▶ What to produce: From the material beneath, pull every line with the word "server".

● ● ● ●

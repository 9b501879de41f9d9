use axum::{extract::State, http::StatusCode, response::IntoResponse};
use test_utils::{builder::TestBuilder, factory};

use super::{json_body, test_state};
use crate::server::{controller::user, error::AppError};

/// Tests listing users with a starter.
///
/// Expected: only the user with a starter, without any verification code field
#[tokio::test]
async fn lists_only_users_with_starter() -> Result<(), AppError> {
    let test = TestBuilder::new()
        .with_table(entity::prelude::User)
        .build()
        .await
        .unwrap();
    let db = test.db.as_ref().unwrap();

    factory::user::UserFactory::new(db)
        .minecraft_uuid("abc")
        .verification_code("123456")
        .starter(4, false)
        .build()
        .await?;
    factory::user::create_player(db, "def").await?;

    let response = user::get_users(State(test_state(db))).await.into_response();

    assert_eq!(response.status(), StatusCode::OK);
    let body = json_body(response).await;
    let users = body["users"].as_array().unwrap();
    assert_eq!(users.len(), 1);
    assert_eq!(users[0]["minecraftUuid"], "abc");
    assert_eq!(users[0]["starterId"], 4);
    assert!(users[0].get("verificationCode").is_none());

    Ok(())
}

● ● ● ●

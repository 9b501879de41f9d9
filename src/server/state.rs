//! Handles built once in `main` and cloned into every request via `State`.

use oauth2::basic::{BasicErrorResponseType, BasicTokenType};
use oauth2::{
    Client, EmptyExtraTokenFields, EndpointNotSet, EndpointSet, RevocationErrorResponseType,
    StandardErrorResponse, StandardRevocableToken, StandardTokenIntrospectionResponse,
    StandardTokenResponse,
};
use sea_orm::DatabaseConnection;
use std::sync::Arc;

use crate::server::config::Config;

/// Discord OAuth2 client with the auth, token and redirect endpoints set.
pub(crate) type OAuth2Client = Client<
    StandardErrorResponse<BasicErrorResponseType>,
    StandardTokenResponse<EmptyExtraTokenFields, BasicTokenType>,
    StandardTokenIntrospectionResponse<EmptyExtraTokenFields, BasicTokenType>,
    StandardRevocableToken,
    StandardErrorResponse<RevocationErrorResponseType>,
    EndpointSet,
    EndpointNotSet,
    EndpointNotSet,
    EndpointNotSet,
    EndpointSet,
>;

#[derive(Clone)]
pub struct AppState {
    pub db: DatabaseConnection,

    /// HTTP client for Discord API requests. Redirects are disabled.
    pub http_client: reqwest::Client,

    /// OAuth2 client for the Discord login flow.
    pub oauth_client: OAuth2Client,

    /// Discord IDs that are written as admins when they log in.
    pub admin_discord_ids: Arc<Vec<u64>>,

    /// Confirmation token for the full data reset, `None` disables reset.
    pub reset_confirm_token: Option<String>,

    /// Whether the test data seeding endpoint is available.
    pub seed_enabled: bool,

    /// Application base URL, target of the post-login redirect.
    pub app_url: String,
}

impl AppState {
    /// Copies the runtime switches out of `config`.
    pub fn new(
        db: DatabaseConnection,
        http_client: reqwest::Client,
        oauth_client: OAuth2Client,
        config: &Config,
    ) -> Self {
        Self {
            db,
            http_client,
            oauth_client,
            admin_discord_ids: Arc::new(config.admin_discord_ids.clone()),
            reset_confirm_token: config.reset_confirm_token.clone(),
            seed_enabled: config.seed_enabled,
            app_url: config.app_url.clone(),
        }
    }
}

● ● ● ●

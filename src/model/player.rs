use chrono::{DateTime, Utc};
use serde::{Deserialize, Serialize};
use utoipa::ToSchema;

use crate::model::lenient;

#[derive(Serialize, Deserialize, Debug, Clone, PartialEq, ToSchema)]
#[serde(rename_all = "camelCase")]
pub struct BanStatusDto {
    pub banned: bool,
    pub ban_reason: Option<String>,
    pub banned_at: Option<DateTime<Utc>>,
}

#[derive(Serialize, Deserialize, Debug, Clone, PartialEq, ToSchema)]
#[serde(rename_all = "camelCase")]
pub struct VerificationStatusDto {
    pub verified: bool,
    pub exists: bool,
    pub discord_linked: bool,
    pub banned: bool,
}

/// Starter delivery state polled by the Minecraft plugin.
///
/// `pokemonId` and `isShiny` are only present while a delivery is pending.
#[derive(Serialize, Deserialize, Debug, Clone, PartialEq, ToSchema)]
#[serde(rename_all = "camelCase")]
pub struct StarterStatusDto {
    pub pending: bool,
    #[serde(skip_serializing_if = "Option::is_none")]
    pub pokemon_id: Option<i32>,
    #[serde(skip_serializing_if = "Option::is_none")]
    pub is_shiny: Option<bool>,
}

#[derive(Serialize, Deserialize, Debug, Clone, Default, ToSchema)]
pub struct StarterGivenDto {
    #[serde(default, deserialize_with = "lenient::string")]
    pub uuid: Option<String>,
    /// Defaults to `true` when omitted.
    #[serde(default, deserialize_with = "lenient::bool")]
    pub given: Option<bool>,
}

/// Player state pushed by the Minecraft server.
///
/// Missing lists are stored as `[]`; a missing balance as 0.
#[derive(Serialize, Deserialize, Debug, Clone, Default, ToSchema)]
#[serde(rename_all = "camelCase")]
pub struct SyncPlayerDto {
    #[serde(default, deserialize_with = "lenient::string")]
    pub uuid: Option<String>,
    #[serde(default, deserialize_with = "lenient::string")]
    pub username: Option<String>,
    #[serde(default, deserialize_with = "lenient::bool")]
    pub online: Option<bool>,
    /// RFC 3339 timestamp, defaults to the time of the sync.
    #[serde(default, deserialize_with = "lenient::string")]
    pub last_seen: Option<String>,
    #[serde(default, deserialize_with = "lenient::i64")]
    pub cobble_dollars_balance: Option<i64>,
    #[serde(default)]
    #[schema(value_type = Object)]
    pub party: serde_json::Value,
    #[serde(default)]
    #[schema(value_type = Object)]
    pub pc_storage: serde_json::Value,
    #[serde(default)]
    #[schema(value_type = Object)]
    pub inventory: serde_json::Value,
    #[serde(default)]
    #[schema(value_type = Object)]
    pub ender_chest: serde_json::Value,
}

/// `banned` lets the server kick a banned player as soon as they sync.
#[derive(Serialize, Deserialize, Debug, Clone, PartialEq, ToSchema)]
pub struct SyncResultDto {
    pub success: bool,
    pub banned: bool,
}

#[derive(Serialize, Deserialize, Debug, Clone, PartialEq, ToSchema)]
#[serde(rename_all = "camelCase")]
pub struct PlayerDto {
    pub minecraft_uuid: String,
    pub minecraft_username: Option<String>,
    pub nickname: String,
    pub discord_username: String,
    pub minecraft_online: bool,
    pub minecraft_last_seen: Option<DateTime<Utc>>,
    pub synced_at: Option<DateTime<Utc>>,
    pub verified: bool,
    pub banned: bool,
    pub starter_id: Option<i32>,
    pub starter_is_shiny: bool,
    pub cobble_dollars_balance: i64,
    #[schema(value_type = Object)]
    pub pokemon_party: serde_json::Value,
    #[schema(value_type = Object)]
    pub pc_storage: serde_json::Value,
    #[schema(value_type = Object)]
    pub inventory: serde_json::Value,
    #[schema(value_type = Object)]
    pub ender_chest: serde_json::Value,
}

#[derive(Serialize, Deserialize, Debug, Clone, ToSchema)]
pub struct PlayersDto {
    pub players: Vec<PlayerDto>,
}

● ● ● ●

▶ Result of this task:
use crate::server::{controller::user, error::AppError};
filename src/server/state.rs
use crate::server::config::Config;
/// Player state pushed by the Minecraft server.
/// `banned` lets the server kick a banned player as soon as they sync.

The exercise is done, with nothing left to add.